-------- DATASET CONTENT

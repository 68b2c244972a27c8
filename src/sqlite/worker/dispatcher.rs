use std::collections::HashMap;
use std::sync::mpsc::Receiver;

use rusqlite::ErrorCode;
use rusqlite::types::Value;

use crate::error::DriverError;
use crate::results::QueryResult;
use crate::sqlite::query::run_statement;
use crate::transport::{ConnectionFault, FaultSink};

use super::channel::Command;

pub(super) fn run_sqlite_worker(
    conn: &rusqlite::Connection,
    receiver: &Receiver<Command>,
    faults: &FaultSink,
) {
    // Statement ids never leave this connection; the SQL is re-fetched from rusqlite's cache.
    let mut prepared: HashMap<u64, String> = HashMap::new();

    while let Ok(command) = receiver.recv() {
        match command {
            Command::Shutdown => break,
            Command::Execute {
                sql,
                params,
                respond_to,
            } => {
                let res = execute(conn, &sql, &params, faults);
                let _ = respond_to.send(res);
            }
            Command::Prepare {
                statement_id,
                sql,
                respond_to,
            } => {
                let res = match conn.prepare_cached(&sql) {
                    Ok(_) => {
                        prepared.insert(statement_id, sql);
                        Ok(())
                    }
                    Err(err) => Err(settle(err, faults)),
                };
                let _ = respond_to.send(res);
            }
            Command::ExecutePrepared {
                statement_id,
                params,
                respond_to,
            } => {
                let res = match prepared.get(&statement_id) {
                    Some(sql) => execute(conn, sql, &params, faults),
                    None => Err(DriverError::NotPrepared(format!(
                        "unknown statement id {statement_id}"
                    ))),
                };
                let _ = respond_to.send(res);
            }
            Command::Batch { sql, respond_to } => {
                let res = conn.execute_batch(sql).map_err(|err| settle(err, faults));
                let _ = respond_to.send(res);
            }
        }
    }
    tracing::debug!(statements = prepared.len(), "sqlite worker stopped");
}

fn execute(
    conn: &rusqlite::Connection,
    sql: &str,
    params: &[Value],
    faults: &FaultSink,
) -> Result<QueryResult, DriverError> {
    conn.prepare_cached(sql)
        .and_then(|mut stmt| run_statement(conn, &mut stmt, sql, params))
        .map_err(|err| settle(err, faults))
}

/// Convert a rusqlite error, reporting it as a connection fault first when the database
/// handle can no longer be trusted.
fn settle(err: rusqlite::Error, faults: &FaultSink) -> DriverError {
    let fatal = matches!(err.sqlite_error_code(), Some(code) if is_fatal(code));
    let err = DriverError::from(err);
    if fatal && let DriverError::TransportError { code, message } = &err {
        faults.report(ConnectionFault::new(code.clone(), message.clone()));
    }
    err
}

fn is_fatal(code: ErrorCode) -> bool {
    matches!(
        code,
        ErrorCode::CannotOpen
            | ErrorCode::NotADatabase
            | ErrorCode::DatabaseCorrupt
            | ErrorCode::SystemIoFailure
            | ErrorCode::DiskFull
    )
}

----------------

> [PROBLEM REQUIREMENTS]
Your output should be the lines from the one with "let res = match prepared.get(&statement_id)" through the end of the records above, copied exactly.

> [OUTPUT BELOW]
                let res = match prepared.get(&statement_id) {
                    Some(sql) => execute(conn, sql, &params, faults),
                    None => Err(DriverError::NotPrepared(format!(
                        "unknown statement id {statement_id}"
                    ))),
                };
                let _ = respond_to.send(res);
            }
            Command::Batch { sql, respond_to } => {
                let res = conn.execute_batch(sql).map_err(|err| settle(err, faults));
                let _ = respond_to.send(res);
            }
        }
    }
    tracing::debug!(statements = prepared.len(), "sqlite worker stopped");
}

fn execute(
    conn: &rusqlite::Connection,
    sql: &str,
    params: &[Value],
    faults: &FaultSink,
) -> Result<QueryResult, DriverError> {
    conn.prepare_cached(sql)
        .and_then(|mut stmt| run_statement(conn, &mut stmt, sql, params))
        .map_err(|err| settle(err, faults))
}

/// Convert a rusqlite error, reporting it as a connection fault first when the database
/// handle can no longer be trusted.
fn settle(err: rusqlite::Error, faults: &FaultSink) -> DriverError {
    let fatal = matches!(err.sqlite_error_code(), Some(code) if is_fatal(code));
    let err = DriverError::from(err);
    if fatal && let DriverError::TransportError { code, message } = &err {
        faults.report(ConnectionFault::new(code.clone(), message.clone()));
    }
    err
}

fn is_fatal(code: ErrorCode) -> bool {
    matches!(
        code,
        ErrorCode::CannotOpen
            | ErrorCode::NotADatabase
            | ErrorCode::DatabaseCorrupt
            | ErrorCode::SystemIoFailure
            | ErrorCode::DiskFull
    )
}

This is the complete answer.